Monday, April 9, 2012

"I'm sad about you dying."

PART ONE

Sometimes I'll grab Steve's arm in the middle of some domestic moment, and say earnestly: "Can you believe we MADE these little people?  You and me?  That is so effing cool."

When they were babies, I would stare at their sleeping beings and think: We made something that breathes?  Poops? Cries? 

But as they've gotten older, the miracle expands exponentially.  They are tiny packages of ideas, interests, idiosyncrasies...and my head wants to explode from watching how cool that is.  Watching them form and become these incredible human beings in front of my eyes.

PART TWO 

Andrew's personality seemed prone towards dishonesty, and not because of negative reasons: He loves people so much, cares so much about them - so if he knew something would make them sad, it was difficult for him to tell them.  He hates disappointing people.  

Had we punished him when he admitted something to us, he could have quickly developed a lying pattern to avoid that disappointment.  We saw that early on.

Our major goal with him was to create a safe place for honesty.  When he told "difficult truths" to us, he could never-ever-ever get in trouble.  Steve and I vehemently agreed on that.  

I didn't care what he'd broken or done, if he told me the truth, I'd crouch down and look him right in the eyes: "Thank you, Andrew, for being a man of integrity.
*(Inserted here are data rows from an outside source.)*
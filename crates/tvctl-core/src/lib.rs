//! Core library for tvctl.
//!
//! Holds the persistent local state (session tokens, app names, wake
//! addresses) and the dispatcher that resolves user input into calls on a
//! TV remote or a wake broadcast.

pub mod device;
pub mod dispatch;
pub mod error;
pub mod protocol;
pub mod storage;
pub mod types;

#[cfg(test)]
pub(crate) mod testutil;

pub use dispatch::{AppAction, Command, Dispatcher, Outcome};
pub use error::{CoreError, DeviceError, StorageError};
I'll bet that was hard to talk about."  

In the last year or so, we've really seen him identify with being a Man of Integrity.  He finds a lot of pride and honor in telling the truth, which might be one of my greatest parenting triumphs to date. 

PART THREE

We've talked a lot about death in these last few months, starting with losing my Mikey in January, and then three Stage-4 cancer diagnoses in our circle.

The kids knew we were driving back to Chicago to see Aunt Robin because she had pancreatic cancer, because we weren't sure how she'd be feeling when we were there this summer.   The kids adore her so much, we wanted them to have a lot of time with her when she was still feeling well.

We told them we'd answer any question they'd have, and they could talk to Robin about anything.  But: "Let's not talk about dying with her." 

We spent an amazing Friday evening with her.  No matter what happens down the road, with such uncertainty about the cancer prognosis, that night meant a lot to me - watching her with my children.  I love how much love Robin has given to them, and how many memories they have of her.  She has meant so much to our family.

It was my sweet Andrew, the one who struggled in his earlier years with dishonesty, who leaned over to her and whispered in her ear: "I'm sad about you dying."

He also told Robin, "My dad cried about you dying." And: "We planned this trip just to see you."  All things I might have advised him not to say, but you know what?  He was right.  Those things should be said to someone we love.

Andrew taught me something that night:  That these little persons you make?  Sometimes know a hell of a lot more about things than you do. 

And that in my complicated lessons to him about integrity - speaking truth, but then other times watering it down - he had to say what he felt. 

I think that honesty was probably more refreshing for Robin than things we could have said to her.  Children's purity is pretty profound.

My favorite part of that, even, is how he leaned in to whisper it to her.  That regardless of what his parents had said about it, he needed to speak the truth to her.  

My little man of integrity.  I was wrong in trying to edit that.